The LGBTQ History in Room 303: Lucky Stryke
Last year HGTV’s Tommy Smythe came on board to design a brand new Gladstone Hotel room, appropriately named Lucky Stryke.
Smythe’s Lucky Stryke Room is inspired by the history of Toronto’s queer culture as traced through a collection of matchbooks from queer bars and restaurants. According to Smythe matchbooks—especially those provided by LGBTQ establishments—are like little maps to secret places. Some of the bars and clubs of Toronto’s past didn’t even post signage outside. The addresses and phone numbers printed on matchbooks handed out inside might have been the only clue to the promise of adventure and connection for the curious outsider.
Alongside longtime Gladstone staff member (and artist behind the Gladstone Hotel’s Today Room) Suanne McGregor, Tommy spent hours at Toronto’s Gay and Lesbian archives digging up matchbooks from decades past – a laborious pursuit that was worth it! Finding gems along the way – Tommy traced and recreated each matchbook using bold colours.
“At the time, these establishments were the only safe gathering places for LGBTQ locals as well as visitors,” says Smythe. In the spirit of that hospitality, and in the ongoing spirit of the Gladstone and all it stands for, we celebrate these long lost watering holes and dancefloors. Just like the matchbooks; there was fire inside.”
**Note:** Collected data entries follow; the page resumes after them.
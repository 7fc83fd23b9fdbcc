pub mod catalog;
mod job;

use crate::apply::{self, CompletionContext, ResourceDraft};
use crate::client::{self, PortalClient};
use crate::error::WizardError;
use crate::model::{InfoEvent, JobSnapshot, RunConfig, RunOutcome, WizardEvent, WizardPhase};
use std::sync::{
    atomic::{AtomicBool, Ordering},
    Arc,
};
use tokio::sync::mpsc;

#[derive(Debug, Clone)]
pub enum EngineControl {
    /// Pause (true) or resume (false) the polling loop
    Pause(bool),
    /// Cancel the run entirely
    Cancel,
}

pub struct ExportEngine {
    cfg: RunConfig,
}

impl ExportEngine {
    pub fn new(cfg: RunConfig) -> Self {
        Self { cfg }
    }

    /// Drive one export from selection resolution to a terminal job state.
    ///
    /// With `form_label` pre-set in the config the catalog phases are skipped
    /// and the job is submitted directly; otherwise the database and form ids
    /// are resolved against the live listings first.
    pub async fn run(
        self,
        event_tx: mpsc::UnboundedSender<WizardEvent>,
        mut control_rx: mpsc::UnboundedReceiver<EngineControl>,
    ) -> Result<RunOutcome, WizardError> {
        let client = PortalClient::new(&self.cfg)?;
        if let Some((_, source)) = client::resolve_csrf_token(&self.cfg) {
            let _ = event_tx.send(WizardEvent::Info(InfoEvent::CsrfToken { source }));
        }

        let paused = Arc::new(AtomicBool::new(false));
        let cancel = Arc::new(AtomicBool::new(false));

        // Control listener.
        let paused2 = paused.clone();
        let cancel2 = cancel.clone();
        let control_handle = tokio::spawn(async move {
            while let Some(msg) = control_rx.recv().await {
                match msg {
                    EngineControl::Pause(p) => paused2.store(p, Ordering::Relaxed),
                    EngineControl::Cancel => {
                        cancel2.store(true, Ordering::Relaxed);
                        break;
                    }
                }
            }
        });

        let result = self
            .run_inner(&client, &event_tx, paused, cancel)
            .await;

        // Abort the control listener before returning. Dropping a JoinHandle
        // does NOT cancel the task; it would sit on control_rx.recv() forever.
        control_handle.abort();

        result
    }

    async fn run_inner(
        &self,
        client: &PortalClient,
        event_tx: &mpsc::UnboundedSender<WizardEvent>,
        paused: Arc<AtomicBool>,
        cancel: Arc<AtomicBool>,
    ) -> Result<RunOutcome, WizardError> {
        let started = tokio::time::Instant::now();

        let form_id = self
            .cfg
            .form_id
            .clone()
            .ok_or(WizardError::MissingSelection("form"))?;

        let (database_id, database_label, form_label) = if let Some(label) =
            self.cfg.form_label.clone()
        {
            // Pre-resolved selection: no catalog round-trips.
            (
                self.cfg.database_id.clone().unwrap_or_default(),
                self.cfg.database_label.clone(),
                Some(label),
            )
        } else {
            let database_id = self
                .cfg
                .database_id
                .clone()
                .ok_or(WizardError::MissingSelection("database"))?;

            let _ = event_tx.send(WizardEvent::PhaseStarted {
                phase: WizardPhase::Databases,
            });
            let databases = catalog::load_databases(client).await?;
            let _ = event_tx.send(WizardEvent::DatabasesLoaded {
                databases: databases.clone(),
            });
            let database = databases
                .into_iter()
                .find(|d| d.id == database_id)
                .ok_or_else(|| WizardError::InvalidSelection {
                    kind: "database",
                    id: database_id.clone(),
                })?;

            let _ = event_tx.send(WizardEvent::PhaseStarted {
                phase: WizardPhase::Forms,
            });
            let forms = catalog::load_forms(client, &database.id, self.cfg.rest_forms)
                .await?
                .flattened();
            let _ = event_tx.send(WizardEvent::FormsLoaded {
                forms: forms.clone(),
            });
            let form = forms
                .into_iter()
                .find(|f| f.id == form_id)
                .ok_or_else(|| WizardError::InvalidSelection {
                    kind: "form",
                    id: form_id.clone(),
                })?;

            (
                database.id.clone(),
                Some(database.display_label().to_string()),
                Some(form.display_label().to_string()),
            )
        };

        if cancel.load(Ordering::Relaxed) {
            let _ = event_tx.send(WizardEvent::Info(InfoEvent::Cancelled));
            return Err(WizardError::Cancelled);
        }

        let _ = event_tx.send(WizardEvent::PhaseStarted {
            phase: WizardPhase::Submit,
        });
        let job_id = job::submit(client, &form_id, self.cfg.format, event_tx).await?;

        let _ = event_tx.send(WizardEvent::PhaseStarted {
            phase: WizardPhase::Poll,
        });
        let snapshot = job::poll_to_terminal(
            || client.fetch_job_status(&job_id),
            job::PollParams {
                interval: self.cfg.poll_interval,
                deadline: self.cfg.job_timeout,
                event_tx,
                paused,
                cancel,
            },
        )
        .await?;

        let Some(snapshot) = snapshot else {
            let _ = event_tx.send(WizardEvent::Info(InfoEvent::Cancelled));
            return Err(WizardError::Cancelled);
        };

        let _ = event_tx.send(WizardEvent::PhaseStarted {
            phase: WizardPhase::Summary,
        });
        Ok(self.build_outcome(
            started.elapsed().as_millis() as u64,
            database_id,
            database_label,
            form_id,
            form_label,
            job_id,
            snapshot,
        ))
    }

    #[allow(clippy::too_many_arguments)]
    fn build_outcome(
        &self,
        elapsed_ms: u64,
        database_id: String,
        database_label: Option<String>,
        form_id: String,
        form_label: Option<String>,
        job_id: String,
        snapshot: JobSnapshot,
    ) -> RunOutcome {
        let mut draft = ResourceDraft::default();
        if let (Some(field), Some(name)) = (
            self.cfg.effects.name_field.as_deref(),
            self.cfg.resource_name.as_deref(),
        ) {
            draft.set(field, name);
        }

        let label_for_draft = form_label.clone().unwrap_or_else(|| form_id.clone());
        let description = apply::describe_selection(
            database_label.as_deref().unwrap_or(""),
            &label_for_draft,
        );
        let changed_fields = apply::apply_completion(
            &self.cfg.effects,
            &CompletionContext {
                download_url: snapshot.download_url.as_deref(),
                form_label: &label_for_draft,
                format: self.cfg.format,
                description: &description,
            },
            &mut draft,
        );

        RunOutcome {
            timestamp_utc: time::OffsetDateTime::now_utc()
                .format(&time::format_description::well_known::Rfc3339)
                .unwrap_or_else(|_| "now".into()),
            base_url: self.cfg.base_url.clone(),
            run_id: self.cfg.run_id.clone(),
            comments: self.cfg.comments.clone(),
            database_id,
            database_label,
            form_id,
            form_label,
            format: self.cfg.format,
            job_id,
            state: snapshot.state,
            percent_complete: snapshot.percent_complete,
            download_url: snapshot.download_url,
            elapsed_ms,
            draft,
            changed_fields,
        }
    }
}
//! Post-run processing utilities.
//!
//! Handles auto-save and explicit exports after a run completes.

use crate::cli::Cli;
use crate::model::RunOutcome;
use crate::storage;

/// Result of post-run processing, ready for presentation layers.
pub(crate) struct ProcessedRun {
    pub export_messages: Vec<String>,
    pub auto_saved_path: Option<std::path::PathBuf>,
}

/// Process a completed run: auto-save and run any explicit exports.
pub(crate) fn process_run_completion(
    args: &Cli,
    auto_save: bool,
    outcome: &RunOutcome,
) -> ProcessedRun {
    let auto_saved_path = if auto_save {
        storage::save_run(outcome).ok()
    } else {
        None
    };

    let mut export_messages = Vec::new();
    if let Some(export_path) = args.export_json.as_deref() {
        match storage::export_json(export_path, outcome) {
            Ok(_) => export_messages.push(format!("Exported JSON: {}", export_path.display())),
            Err(e) => export_messages.push(format!("Export JSON failed: {e:#}")),
        }
    }
    if let Some(export_path) = args.export_csv.as_deref() {
        match storage::export_csv(export_path, outcome) {
            Ok(_) => export_messages.push(format!("Exported CSV: {}", export_path.display())),
            Err(e) => export_messages.push(format!("Export CSV failed: {e:#}")),
        }
    }

    ProcessedRun {
        export_messages,
        auto_saved_path,
    }
}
Smythe joined the ranks of TV personality Bob Blumer and award-winning artists Bruno Billio and Allison Mitchell who have all designed rooms at the hotel.
Tommy Smythe’s contagious enthusiasm and fun loving approach to decor and renovating have made him an international design world favorite. A career spanning more than 18 years has left no stone unturned in getting the message of good, practical and beautiful design to his many followers through television, print media, social media and popular speaking engagements. Known for his warm and personal mixture of fine art, vintage, antique and modern furnishings pulled together with a cutting edge color sense, Tommy never lets it all feel too serious.